- **Aim of the exercise**
Go through the material below, noting each line where the string "configuration" appears, and give only the total.

- **Records for this exercise**
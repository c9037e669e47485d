use std::fmt;
use std::str::FromStr;

use serde::{Deserialize, Serialize};
use winnow::ascii::digit1;
use winnow::combinator::{alt, opt};
use winnow::prelude::*;

/// Size of the graph container, e.g. `100%`, `750px` or `80vh`.
#[derive(Debug, Clone, Copy, PartialEq, Serialize, Deserialize)]
#[serde(try_from = "String", into = "String")]
pub struct Length {
    pub value: f64,
    pub unit: Unit,
}

#[derive(Debug, Clone, Copy, PartialEq, Eq)]
pub enum Unit {
    Percent,
    Px,
    Em,
    Rem,
    Vh,
    Vw,
}

impl Unit {
    pub fn as_str(self) -> &'static str {
        match self {
            Unit::Percent => "%",
            Unit::Px => "px",
            Unit::Em => "em",
            Unit::Rem => "rem",
            Unit::Vh => "vh",
            Unit::Vw => "vw",
        }
    }
}

impl Length {
    pub const fn percent(value: f64) -> Self {
        Length {
            value,
            unit: Unit::Percent,
        }
    }
}

pub fn parse_length(input: &str) -> Result<Length, String> {
    let mut rest = input.trim();
    match length(&mut rest) {
        Ok(l) if rest.is_empty() => Ok(l),
        _ => Err(format!("unrecognized length `{input}`")),
    }
}

fn length(input: &mut &str) -> winnow::Result<Length> {
    let value = number.parse_next(input)?;
    let unit = unit.parse_next(input)?;
    Ok(Length { value, unit })
}

fn number(input: &mut &str) -> winnow::Result<f64> {
    (digit1, opt((".", digit1)))
        .take()
        .try_map(|s: &str| s.parse::<f64>())
        .parse_next(input)
}

fn unit(input: &mut &str) -> winnow::Result<Unit> {
    alt((
        "%".value(Unit::Percent),
        "px".value(Unit::Px),
        "rem".value(Unit::Rem),
        "em".value(Unit::Em),
        "vh".value(Unit::Vh),
        "vw".value(Unit::Vw),
    ))
    .parse_next(input)
}

impl fmt::Display for Length {
    fn fmt(&self, f: &mut fmt::Formatter<'_>) -> fmt::Result {
        write!(f, "{}{}", self.value, self.unit.as_str())
    }
}

impl FromStr for Length {
    type Err = String;

    fn from_str(s: &str) -> Result<Self, Self::Err> {
        parse_length(s)
    }
}

impl TryFrom<String> for Length {
    type Error = String;

    fn try_from(value: String) -> Result<Self, Self::Error> {
        parse_length(&value)
    }
}

impl From<Length> for String {
    fn from(value: Length) -> Self {
        value.to_string()
    }
}
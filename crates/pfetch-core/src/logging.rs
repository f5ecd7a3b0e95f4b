//! Diagnostics for pfetch runs.
//!
//! Events go to `$XDG_STATE_HOME/pfetch/pfetch.log`. Stdout is reserved for
//! the progress display and the final tally, so nothing logged lands there.

use anyhow::Result;
use std::fs;
use std::io;
use std::path::PathBuf;
use tracing_subscriber::fmt::writer::BoxMakeWriter;
use tracing_subscriber::fmt::MakeWriter;
use tracing_subscriber::EnvFilter;

const DEFAULT_FILTER: &str = "info,pfetch=debug,pfetch_core=debug";

/// Destination of one log event.
enum LogSink {
    File(fs::File),
    /// The log file handle could not be duplicated for this event.
    Stderr,
}

impl io::Write for LogSink {
    fn write(&mut self, buf: &[u8]) -> io::Result<usize> {
        match self {
            LogSink::File(f) => f.write(buf),
            LogSink::Stderr => io::stderr().lock().write(buf),
        }
    }

    fn flush(&mut self) -> io::Result<()> {
        match self {
            LogSink::File(f) => f.flush(),
            LogSink::Stderr => io::stderr().lock().flush(),
        }
    }
}

/// Shared append handle on the run log; every event gets its own clone.
struct RunLog(fs::File);

impl<'a> MakeWriter<'a> for RunLog {
    type Writer = LogSink;

    fn make_writer(&'a self) -> Self::Writer {
        self.0
            .try_clone()
            .map(LogSink::File)
            .unwrap_or(LogSink::Stderr)
    }
}

/// `RUST_LOG` if set and valid, else [`DEFAULT_FILTER`].
fn env_filter() -> EnvFilter {
    EnvFilter::try_from_default_env().unwrap_or_else(|_| EnvFilter::new(DEFAULT_FILTER))
}

/// `$XDG_STATE_HOME/pfetch/pfetch.log`, creating the directory on the way.
pub fn log_file_path() -> Result<PathBuf> {
    let xdg_dirs = xdg::BaseDirectories::with_prefix("pfetch")?;
    Ok(xdg_dirs.place_state_file("pfetch.log")?)
}

/// Send pfetch's diagnostics to the run log, appending across runs.
///
/// Returns an error when the state directory or the file is unusable; the
/// binary then switches to [`init_logging_stderr`].
pub fn init_logging() -> Result<()> {
    let path = log_file_path()?;
    let file = fs::OpenOptions::new().create(true).append(true).open(&path)?;

    tracing_subscriber::fmt()
        .with_env_filter(env_filter())
        .with_writer(BoxMakeWriter::new(RunLog(file)))
        .with_ansi(false)
        .init();

    tracing::info!("pfetch run log: {}", path.display());
    Ok(())
}

/// Same filter as [`init_logging`], written to stderr.
pub fn init_logging_stderr() {
    tracing_subscriber::fmt()
        .with_env_filter(env_filter())
        .with_writer(io::stderr)
        .with_ansi(false)
        .init();
}
use anyhow::Result;
use serde::{Deserialize, Serialize};
use std::fs;
use std::path::PathBuf;
use std::time::Duration;

use crate::job::DEFAULT_SINGLE_FILE_EXTENSIONS;
use crate::retry::{RetryPolicy, DEFAULT_RETRY_THRESHOLD};

/// Global configuration loaded from `~/.config/pfetch/config.toml`.
///
/// Every field has a default, so a partial file only overrides what it names.
#[derive(Debug, Clone, PartialEq, Serialize, Deserialize)]
#[serde(default)]
pub struct FetchConfig {
    /// Number of concurrent workers (transfers in flight).
    pub concurrency: usize,
    /// How many times a transiently failing job is retried before it is marked failed.
    pub retry_budget: u32,
    /// Transfer program invoked as `<program> [<opts>] <source> <dest>`.
    pub transfer_program: String,
    /// Exit codes at or above this value are transient (retried); lower nonzero codes are permanent.
    /// 20 matches rsync's documented ranges; remap it when using another transfer tool.
    pub retry_threshold: i32,
    /// Progress display refresh interval in milliseconds.
    pub progress_interval_ms: u64,
    /// Dispatcher rescan interval in milliseconds (it is also woken by workers).
    pub dispatch_interval_ms: u64,
    /// Output lines kept per worker for the progress display.
    pub recent_output_lines: usize,
    /// Manifest entries with these extensions are fetched as single files, not directories.
    pub single_file_extensions: Vec<String>,
    /// Directory for per-job and per-worker log files (None = current directory).
    pub log_dir: Option<PathBuf>,
}

impl Default for FetchConfig {
    fn default() -> Self {
        Self {
            concurrency: 4,
            retry_budget: 100,
            transfer_program: "rsync".to_string(),
            retry_threshold: DEFAULT_RETRY_THRESHOLD,
            progress_interval_ms: 2000,
            dispatch_interval_ms: 100,
            recent_output_lines: 5,
            single_file_extensions: DEFAULT_SINGLE_FILE_EXTENSIONS
                .iter()
                .map(|s| s.to_string())
                .collect(),
            log_dir: None,
        }
    }
}

impl FetchConfig {
    /// Reject values the run controller cannot work with.
    pub fn validate(&self) -> Result<()> {
        if self.concurrency == 0 {
            anyhow::bail!("concurrency must be at least 1");
        }
        if self.transfer_program.trim().is_empty() {
            anyhow::bail!("transfer_program must not be empty");
        }
        if self.retry_threshold <= 0 {
            anyhow::bail!(
                "retry_threshold must be positive (got {})",
                self.retry_threshold
            );
        }
        Ok(())
    }

    pub fn retry_policy(&self) -> RetryPolicy {
        RetryPolicy {
            budget: self.retry_budget,
            threshold: self.retry_threshold,
        }
    }

    pub fn progress_interval(&self) -> Duration {
        Duration::from_millis(self.progress_interval_ms.max(1))
    }

    pub fn dispatch_interval(&self) -> Duration {
        Duration::from_millis(self.dispatch_interval_ms.max(1))
    }

    /// Directory that receives job and worker logs.
    pub fn log_dir(&self) -> PathBuf {
        self.log_dir.clone().unwrap_or_else(|| PathBuf::from("."))
    }
}

pub fn config_path() -> Result<PathBuf> {
    let xdg_dirs = xdg::BaseDirectories::with_prefix("pfetch")?;
    Ok(xdg_dirs.place_config_file("config.toml")?)
}

/// Load configuration from disk, creating a default file if none exists.
pub fn load_or_init() -> Result<FetchConfig> {
    let path = config_path()?;
    if !path.exists() {
        let default_cfg = FetchConfig::default();
        let toml = toml::to_string_pretty(&default_cfg)?;
        if let Some(parent) = path.parent() {
            fs::create_dir_all(parent)?;
        }
        fs::write(&path, toml)?;
        tracing::info!("created default config at {}", path.display());
        return Ok(default_cfg);
    }

    let data = fs::read_to_string(&path)?;
    let cfg: FetchConfig = toml::from_str(&data)?;
    Ok(cfg)
}

#[cfg(test)]
mod tests {
    use super::*;

    #[test]
    fn default_config_values() {
        let cfg = FetchConfig::default();
        assert_eq!(cfg.concurrency, 4);
        assert_eq!(cfg.retry_budget, 100);
        assert_eq!(cfg.transfer_program, "rsync");
        assert_eq!(cfg.retry_threshold, 20);
        assert_eq!(cfg.progress_interval_ms, 2000);
        assert_eq!(cfg.recent_output_lines, 5);
        assert!(cfg.single_file_extensions.iter().any(|e| e == "fits"));
        assert!(cfg.log_dir.is_none());
        cfg.validate().unwrap();
    }

    #[test]
    fn config_toml_roundtrip() {
        let cfg = FetchConfig::default();
        let toml = toml::to_string_pretty(&cfg).unwrap();
        let parsed: FetchConfig = toml::from_str(&toml).unwrap();
        assert_eq!(parsed, cfg);
    }

    #[test]
    fn config_toml_partial_file_keeps_defaults() {
        let toml = r#"
            concurrency = 8
            retry_budget = 3
            log_dir = "/var/log/pfetch"
        "#;
        let cfg: FetchConfig = toml::from_str(toml).unwrap();
        assert_eq!(cfg.concurrency, 8);
        assert_eq!(cfg.retry_budget, 3);
        assert_eq!(cfg.log_dir, Some(PathBuf::from("/var/log/pfetch")));
        assert_eq!(cfg.transfer_program, "rsync");
        assert_eq!(cfg.retry_threshold, 20);
        assert_eq!(cfg.dispatch_interval_ms, 100);
    }

    #[test]
    fn config_toml_custom_transfer_tool() {
        let toml = r#"
            transfer_program = "/usr/local/bin/mirror"
            retry_threshold = 64
            single_file_extensions = ["iso", "img"]
        "#;
        let cfg: FetchConfig = toml::from_str(toml).unwrap();
        assert_eq!(cfg.transfer_program, "/usr/local/bin/mirror");
        let policy = cfg.retry_policy();
        assert_eq!(policy.threshold, 64);
        assert_eq!(policy.budget, 100);
        assert_eq!(cfg.single_file_extensions, vec!["iso", "img"]);
    }

    #[test]
    fn validate_rejects_zero_concurrency() {
        let cfg = FetchConfig {
            concurrency: 0,
            ..FetchConfig::default()
        };
        assert!(cfg.validate().is_err());
    }

    #[test]
    fn log_dir_defaults_to_current_directory() {
        assert_eq!(FetchConfig::default().log_dir(), PathBuf::from("."));
    }
}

- **Result for this exercise**
2